Miércoles negro para los estadounidenses
John Isner en 2015. Foto: atpworldtour.com

Lesiones, derrotas inesperadas o el inexorable paso del tiempo. Son solo alguno de los motivos a través de los cuales se puede explicar el pésimo estado de forma del ya veterano John Isner y de un Steve Johnson que prometió emociones fuertes con su juego a final de 2015, y está decepcionando sobremanera esta temporada. Su paso por Suiza estaba revestido de un halo de esperando para los aficionados yankees, que añoran un nivel medio aceptable de su tenis antes de la eclosión de jugadores jóvenes como Fritz, Tiafoe, Paul o Novikov. Habrán de seguir esperando, tras las inesperadas derrotas en octavos de final del cuarto y séptimo cabeza de serie, respectivamente.

Kuznetsov acelera su progresión

Poco a poco, sin prisas y huyendo de las expectativas grandilocuentes. Así avanza Andrey Kuznetsov desde hace años, y ya está situado en el puesto 40 del ránking. No es un mal jugador sobre tierra batida, aunque su esquema de juego sea claramente atacante. Supo jugar frente a un Johnson muy precipitado con su drive y negado con el revés cortado, que puso de manifiesto los severo problemas de confianza que atraviesa.

El ruso rompió el servicio en el momento preciso, y se impuso por 7-5 6-4. Billete a cuartos de final donde se verá las caras con Lukas Rosol, partiendo como favorito para meterse en semifinales y buscar la que sería su primera final en un torneo ATP.

Isner cae derrotado sin perder el saque

Treintañeros que han visto tiempos mejores. Así son Isner y Rosol, siempre fieles a su inconfundible estilo, y así se batieron en un duelo tan igualado como limitado en peloteos. Resulta impresionante comprobando las estadísticas, ver que el estadounidense no venció en este encuentro. 29 saques directos y ni una sola pelota de break en contra, son factores que no parecen complementarios con una derrota, pero la falta de confianza y frescura física y mental del de Greensboro tanto al resto como en los tiebreaks, lo explica.

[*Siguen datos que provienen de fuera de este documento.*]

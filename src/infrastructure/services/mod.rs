//! Infrastructure services

mod definition_service;

pub use definition_service::{
    AddStepRequest, CreateWorkflowRequest, DefinitionService, SetTriggerRequest,
};
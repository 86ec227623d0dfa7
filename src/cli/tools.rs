//! Tools command - an agent step's tools in presentation order

use std::path::PathBuf;
use std::sync::Arc;

use anyhow::Context;
use clap::Args;

use super::bundle::Bundle;
use crate::domain::workflow::{StepId, ToolStatus};
use crate::infrastructure::services::DefinitionService;
use crate::infrastructure::tools::StaticToolRegistry;
use crate::infrastructure::workflow::InMemoryDefinitionStore;

/// Arguments for the tools command
#[derive(Args, Clone)]
pub struct ToolsArgs {
    /// Path to the bundle JSON file
    pub bundle: PathBuf,

    /// Agent step to list tools for
    pub step: String,
}

pub async fn run(args: ToolsArgs) -> anyhow::Result<()> {
    let bundle = Bundle::load(&args.bundle)?;
    let workflow_id = bundle.definition.workflow().id().clone();
    let step_id = StepId::new(&args.step).context("Invalid step id")?;

    let service = DefinitionService::new(Arc::new(InMemoryDefinitionStore::with_definitions([
        bundle.definition,
    ])))
    .with_registry(Arc::new(StaticToolRegistry::new(bundle.tools)));

    for entry in service.tool_presentation(&workflow_id, &step_id).await? {
        let status = match entry.status {
            ToolStatus::Required { order } => format!("required #{}", order + 1),
            ToolStatus::Optional => "optional".to_string(),
            ToolStatus::Disabled => "disabled".to_string(),
        };
        println!("{:<14} {:<24} {}", status, entry.id.as_str(), entry.name);
    }

    Ok(())
}
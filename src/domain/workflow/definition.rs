//! A workflow together with its trigger and steps, validated as a unit

use std::collections::HashMap;
use std::fmt;

use serde::{Deserialize, Serialize};

use super::entity::{Step, Workflow};
use super::error::WorkflowError;
use super::ids::StepId;
use super::placeholder::{extract_placeholders, Placeholder};
use super::step_types::{StepKind, StepReference};
use super::trigger::Trigger;

/// Workflow, trigger and steps loaded for execution.
///
/// `steps` is always in the workflow's step order.
#[derive(Debug, Clone, Serialize, Deserialize)]
#[serde(try_from = "DefinitionParts")]
pub struct WorkflowDefinition {
    workflow: Workflow,

    #[serde(skip_serializing_if = "Option::is_none")]
    trigger: Option<Trigger>,

    steps: Vec<Step>,
}

#[derive(Deserialize)]
struct DefinitionParts {
    workflow: Workflow,
    #[serde(default)]
    trigger: Option<Trigger>,
    #[serde(default)]
    steps: Vec<Step>,
}

impl TryFrom<DefinitionParts> for WorkflowDefinition {
    type Error = WorkflowError;

    fn try_from(parts: DefinitionParts) -> Result<Self, Self::Error> {
        Self::new(parts.workflow, parts.trigger, parts.steps)
    }
}

/// Non-fatal definition problems, shown to whoever edits the workflow
#[derive(Debug, Clone, PartialEq, Eq, Serialize)]
#[serde(tag = "kind", rename_all = "snake_case")]
pub enum DefinitionWarning {
    /// `<<trigger_output>>` used in a workflow without a trigger
    TriggerOutputWithoutTrigger { step: StepId },

    /// `<<step_output.X>>` where X is not a step of this workflow
    UnknownStepReference { step: StepId, reference: String },

    /// `<<step_output.X>>` where X runs at or after the referencing step
    ForwardStepReference { step: StepId, reference: String },

    /// A stop-checker whose target is gone or runs later
    DanglingStopCheck { step: StepId, reference: String },

    /// A stop-checker inspecting the trigger of a workflow without one
    StopCheckWithoutTrigger { step: StepId },
}

impl fmt::Display for DefinitionWarning {
    fn fmt(&self, f: &mut fmt::Formatter<'_>) -> fmt::Result {
        match self {
            Self::TriggerOutputWithoutTrigger { step } => write!(
                f,
                "step '{}' uses <<trigger_output>> but the workflow has no trigger",
                step
            ),
            Self::UnknownStepReference { step, reference } => write!(
                f,
                "step '{}' references unknown step '{}' (resolves to empty text)",
                step, reference
            ),
            Self::ForwardStepReference { step, reference } => write!(
                f,
                "step '{}' references step '{}' which has not run yet at that point",
                step, reference
            ),
            Self::DanglingStopCheck { step, reference } => write!(
                f,
                "stop checker '{}' inspects '{}' which is not an earlier step (reads as empty)",
                step, reference
            ),
            Self::StopCheckWithoutTrigger { step } => write!(
                f,
                "stop checker '{}' inspects the trigger but the workflow has no trigger",
                step
            ),
        }
    }
}

impl WorkflowDefinition {
    /// Assemble a definition, ordering `steps` by the workflow's step list.
    ///
    /// Rejects duplicate positions, steps missing from (or extra to) the order,
    /// steps or triggers owned by another workflow, and a trigger that does not
    /// match the workflow's trigger slot.
    pub fn new(
        workflow: Workflow,
        trigger: Option<Trigger>,
        steps: Vec<Step>,
    ) -> Result<Self, WorkflowError> {
        workflow.validate()?;

        match (workflow.trigger_id(), &trigger) {
            (Some(expected), Some(trigger)) if trigger.id() != expected => {
                return Err(WorkflowError::dangling_reference(format!(
                    "workflow '{}' expects trigger '{}' but got '{}'",
                    workflow.id(),
                    expected,
                    trigger.id()
                )));
            }
            (Some(expected), None) => {
                return Err(WorkflowError::dangling_reference(format!(
                    "workflow '{}' references missing trigger '{}'",
                    workflow.id(),
                    expected
                )));
            }
            (None, Some(trigger)) => {
                return Err(WorkflowError::dangling_reference(format!(
                    "trigger '{}' is not attached to workflow '{}'",
                    trigger.id(),
                    workflow.id()
                )));
            }
            _ => {}
        }

        if let Some(trigger) = &trigger {
            if trigger.workflow_id() != workflow.id() {
                return Err(WorkflowError::validation(format!(
                    "trigger '{}' belongs to workflow '{}'",
                    trigger.id(),
                    trigger.workflow_id()
                )));
            }
        }

        let mut by_id: HashMap<StepId, Step> = HashMap::with_capacity(steps.len());
        for step in steps {
            if step.workflow_id() != workflow.id() {
                return Err(WorkflowError::validation(format!(
                    "step '{}' belongs to workflow '{}'",
                    step.id(),
                    step.workflow_id()
                )));
            }
            if by_id.contains_key(step.id()) {
                return Err(WorkflowError::duplicate_step(step.id().as_str()));
            }
            by_id.insert(step.id().clone(), step);
        }

        let mut ordered = Vec::with_capacity(workflow.step_count());
        for id in workflow.step_ids() {
            let step = by_id
                .remove(id)
                .ok_or_else(|| WorkflowError::step_not_found(id.as_str()))?;
            ordered.push(step);
        }

        if let Some(extra) = by_id.keys().next() {
            return Err(WorkflowError::validation(format!(
                "step '{}' is not in the order of workflow '{}'",
                extra,
                workflow.id()
            )));
        }

        Ok(Self {
            workflow,
            trigger,
            steps: ordered,
        })
    }

    pub fn workflow(&self) -> &Workflow {
        &self.workflow
    }

    pub fn trigger(&self) -> Option<&Trigger> {
        self.trigger.as_ref()
    }

    pub fn steps(&self) -> &[Step] {
        &self.steps
    }

    pub fn step(&self, id: &StepId) -> Option<&Step> {
        self.steps.iter().find(|s| s.id() == id)
    }

    /// Collect placeholder and stop-checker warnings across all steps
    pub fn lint(&self) -> Vec<DefinitionWarning> {
        let position: HashMap<&str, usize> = self
            .steps
            .iter()
            .enumerate()
            .map(|(index, step)| (step.id().as_str(), index))
            .collect();

        let mut warnings = Vec::new();

        for (index, step) in self.steps.iter().enumerate() {
            match step.kind() {
                StepKind::StopChecker(checker) => match &checker.step_to_check {
                    StepReference::Trigger if self.trigger.is_none() => {
                        warnings.push(DefinitionWarning::StopCheckWithoutTrigger {
                            step: step.id().clone(),
                        });
                    }
                    StepReference::Step(target)
                        if position.get(target.as_str()).is_none_or(|p| *p >= index) =>
                    {
                        warnings.push(DefinitionWarning::DanglingStopCheck {
                            step: step.id().clone(),
                            reference: target.to_string(),
                        });
                    }
                    _ => {}
                },
                kind => {
                    let template = kind.template().unwrap_or_default();
                    warnings.extend(self.template_warnings_at(step.id(), index, template, &position));
                }
            }
        }

        warnings
    }

    /// Warnings for a template as if it belonged to the step at `index`
    pub fn template_warnings(&self, step: &StepId, template: &str) -> Vec<DefinitionWarning> {
        let position: HashMap<&str, usize> = self
            .steps
            .iter()
            .enumerate()
            .map(|(index, step)| (step.id().as_str(), index))
            .collect();
        let index = position
            .get(step.as_str())
            .copied()
            .unwrap_or(self.steps.len());

        self.template_warnings_at(step, index, template, &position)
    }

    fn template_warnings_at(
        &self,
        step: &StepId,
        index: usize,
        template: &str,
        position: &HashMap<&str, usize>,
    ) -> Vec<DefinitionWarning> {
        let mut warnings = Vec::new();

        for placeholder in extract_placeholders(template) {
            match placeholder {
                Placeholder::TriggerOutput if self.trigger.is_none() => {
                    warnings.push(DefinitionWarning::TriggerOutputWithoutTrigger {
                        step: step.clone(),
                    });
                }
                Placeholder::StepOutput(reference) => match position.get(reference.as_str()) {
                    None => warnings.push(DefinitionWarning::UnknownStepReference {
                        step: step.clone(),
                        reference,
                    }),
                    Some(p) if *p >= index => {
                        warnings.push(DefinitionWarning::ForwardStepReference {
                            step: step.clone(),
                            reference,
                        })
                    }
                    Some(_) => {}
                },
                _ => {}
            }
        }

        warnings
    }
}
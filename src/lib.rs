//! PMP Workflow Engine
//!
//! Executes workflows made of language-model, agent and stop-checker steps:
//! - A trigger decides whether inbound data starts a run
//! - Step prompts pull earlier outputs in through `<<...>>` placeholders
//! - Agent steps loop over backend turns, pausing for human input
//! - Stop-checkers end a run early based on an earlier output

pub mod cli;
pub mod config;
pub mod domain;
pub mod infrastructure;

pub use config::AppConfig;
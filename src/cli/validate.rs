//! Validate command - structural checks plus placeholder lint

use anyhow::bail;

use super::bundle::Bundle;
use super::BundleArgs;

pub fn run(args: BundleArgs) -> anyhow::Result<()> {
    let bundle = Bundle::load(&args.bundle)?;

    let unknown = bundle.unknown_tools();
    if !unknown.is_empty() {
        bail!("Unknown tools: {}", unknown.join(", "));
    }

    let warnings = bundle.warnings();
    for warning in &warnings {
        println!("warning: {}", warning);
    }

    let workflow = bundle.definition.workflow();
    println!(
        "{} ({}): {} steps, {}, {} warning(s)",
        workflow.name(),
        workflow.id(),
        workflow.step_count(),
        if bundle.definition.trigger().is_some() { "trigger set" } else { "no trigger" },
        warnings.len()
    );

    Ok(())
}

John apretó durante el primer set, se movió bien y forzó tres bolas de rotura, de las cuales aprovechó una de ellas. Ahí acabaron las hostilidades. Ambos sacaron a las mil maravillas, aunque Isner demostró una nula capacidad por inquietar a un Lukas cuyo servicio fue mucho menos letal que el suyo. Se disputaron dos tiebreaks dramáticos para los intereses del estadounidense, en los que erró en los momentos claves.